Dawn of the Planet of the Apes

Category:  Film
Thursday, July 31st, 2014 at 11:21 AM
Dawn of the Planet of the Apes by Eric Kisner

If Transformers: Age of Extinction depleted your faith in the high-budget-summer-blockbuster subgenre as a whole, Dawn of the Planet of the Apes is the wake up call that lets you see just how potent and brilliant CGI-powered thrillers can (still) be.

2011’s Rise of the Planet of the Apes first introduced us to Caesar and a band of other genetically empowered apes (they gained human-like capabilities in a test lab from an experimental drug that would aid in brain repair) who escaped brutal test conditions and staged a full fledged uprising in the city of San Francisco. Dawn takes us a decade ahead; the apes, led still by Caesar (Andy Serkis, in brilliant motion capture) have formed a colony in the forests of Marin County, across the Golden Gate Bridge from the human survivors of apocalypse by lethal virus and world turmoil.

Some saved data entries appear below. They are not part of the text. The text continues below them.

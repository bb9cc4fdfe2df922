//! Flash devices and sector layout declared by the upgrade file.

use crate::{
    error::{Error, Result},
    image::uwf::{RegisterDevice, SectorGroup, SelectDevice},
};

/// A contiguous run of equally sized sectors.
#[derive(Debug, Clone, Copy, PartialEq, Eq)]
pub struct SectorMapEntry {
    /// Absolute address of the first sector.
    pub offset: u32,
    /// Number of sectors.
    pub sector_count: u32,
    /// Size of each sector.
    pub sector_size: u32,
    /// `sector_count * sector_size`.
    pub total_size: u32,
}

impl SectorMapEntry {
    /// Whether `address` lies in this run.
    pub fn contains(&self, address: u32) -> bool {
        address >= self.offset && u64::from(address) < u64::from(self.offset) + u64::from(self.total_size)
    }
}

/// Registered devices, the active selection and the sector map.
#[derive(Debug, Clone, Default)]
pub struct DeviceRegistry {
    devices: Vec<RegisterDevice>,
    active: usize,
    active_bank: u8,
    sector_map: Vec<SectorMapEntry>,
}

impl DeviceRegistry {
    /// Add a device; the first one registered becomes active.
    pub fn register(&mut self, device: RegisterDevice) {
        if self
            .devices
            .is_empty()
        {
            self.active = 0;
            self.active_bank = 0;
        }
        self.devices
            .push(device);
    }

    /// Make the device with handle `flash_id` active.
    pub fn select(&mut self, select: SelectDevice) -> Result<()> {
        let index = self
            .devices
            .iter()
            .position(|d| d.handle == select.flash_id)
            .ok_or_else(|| {
                Error::ReturnCodeError(format!(
                    "select of unregistered flash device {}",
                    select.flash_id
                ))
            })?;
        self.active = index;
        self.active_bank = select.bank_id;
        Ok(())
    }

    /// Remove the device with `handle`; unknown handles are ignored.
    pub fn unregister(&mut self, handle: u8) {
        if let Some(index) = self
            .devices
            .iter()
            .position(|d| d.handle == handle)
        {
            self.devices
                .remove(index);
            if self.active >= index && self.active > 0 {
                self.active -= 1;
            }
        }
    }

    /// Append the groups of one sector map command.
    ///
    /// The first group starts at the active device's base address and every
    /// later group follows the previous one.
    pub fn add_sector_map(&mut self, groups: &[SectorGroup]) -> Result<()> {
        let base = self.base_address()?;
        for (i, group) in groups
            .iter()
            .enumerate()
        {
            let offset = match (i, self.sector_map.last()) {
                (0, _) | (_, None) => base,
                (_, Some(prev)) => prev
                    .offset
                    .wrapping_add(prev.total_size),
            };
            self.sector_map
                .push(SectorMapEntry {
                    offset,
                    sector_count: group.sector_count,
                    sector_size: group.sector_size,
                    total_size: group
                        .sector_count
                        .wrapping_mul(group.sector_size),
                });
        }
        Ok(())
    }

    /// Base address of the active device.
    pub fn base_address(&self) -> Result<u32> {
        self.devices
            .get(self.active)
            .map(|d| d.base_address)
            .ok_or_else(|| Error::ReturnCodeError("no flash device registered".to_string()))
    }

    /// First sector map entry containing `address`.
    pub fn sector_at(&self, address: u32) -> Option<&SectorMapEntry> {
        self.sector_map
            .iter()
            .find(|e| e.contains(address))
    }

    /// Sector map entries in declaration order.
    pub fn sector_map(&self) -> &[SectorMapEntry] {
        &self.sector_map
    }

    /// Bank selected with the active device.
    pub fn active_bank(&self) -> u8 {
        self.active_bank
    }

    /// Number of registered devices.
    pub fn len(&self) -> usize {
        self.devices
            .len()
    }

    /// Whether no device is registered.
    pub fn is_empty(&self) -> bool {
        self.devices
            .is_empty()
    }
}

What sets Dawn apart from middle-of-the-pack post-apocalypse drivel is that it’s not primarily about an end to humanity, it’s about a beginning to a world where apes have transcended human cruelty and oppression to form an intelligent and society built on peace and loyalty. The apes communicate with hand gestures and simple sentences, a result of their evolution from the drug they were given years prior.

On the other side of the bridge, the humans have tried to rebuild a society of their own, though they can only progress so far without the aid of hydroelectric power, the source of which lies across the bridge far into ape territory.

Caesar, who recalls the benevolence shown by James Franco in the first film, agrees to help the human scouts Malcolm (Jason Clarke) in their search for power. But with a reminder of human cruelty and abuse, fellow ape Koba (Toby Kebbell) warns Caesar of humanity’s threat, insisting that they cannot be trusted, and that further interaction will lead to inevitable war.

Dawn… is remarkable in that it depicts this not only human, but entirely animal need to destroy and conquer. Just as Dreyfus (Gary Oldman), the leader of human society insists that the apes must be eradicated and conquered, Koba maintains that humans are capable of nothing but evil, and must be violently eliminated.

It’s a fascinating continuation of the first film’s provocative thematic material, which potently addressed the horrific consequences of animal testing and forced us all to give a shout of “hoorah” for the apes that gave humanity what it had coming. The second film, with this idea present, albeit more subtly than in the first, boldly asserts that the essence of war and of violence are universal to life, both of man and ape. It’s an alarming meditation on the limits of human-animal and human-human interaction, and it’s an allegory for each that harbors endless potency and relevance.

Even aside from the bloodlust, the apes have developed what is a strikingly human way of life. Though primitive, their society is operated efficiently and peacefully, the apes exhibiting a resourcefulness that the remainder of the human race seems to lack. When one of the apes remarks that apes don’t need power to survive, it’s a startling look at the bare bones essence of  existence -- without fancy commodities and material psuedo-necessities (the first thing Dreyfus does when the survivors gain power is turn on his iPad). In a sense, it’s also a meditation on the civilizational development that leads to greed and dependence on commodities, and it’s a big inhibitor of coexistence.

In the vein of last year’s Gravity, Dawn… is a movie that brandishes stunning technology without killing any brain cells in the process. Andy Serkis, the dynamo who’s made Caesar the living, breathing, and feeling beast of a character in both installments, practically erases the line between human acting and motion capture enhancement. Every subtlety of his brilliant performance is captured on screen. It’s sensational.

Writers Mark Bomback, Rick Jaffa, and Amanda Silver didn’t write Dawn of the Planet of the Apes to be a full blown popcorn movie, and Matt Reeves didn’t direct it that way. Reeves refuses to let the movie sink to the levels of apocalyptic action banality. His film shines with dramatic and ethical flare, and isn’t afraid to get at the reality of what’s happening in the midst of the film’s  action vibrancy.

The Dawn of the Planet of the Apes may not be a classic, but it’s a movie that more than lives up to it’s multi-generational legacy while managing to make its own statement and vision. That’s worth talking about.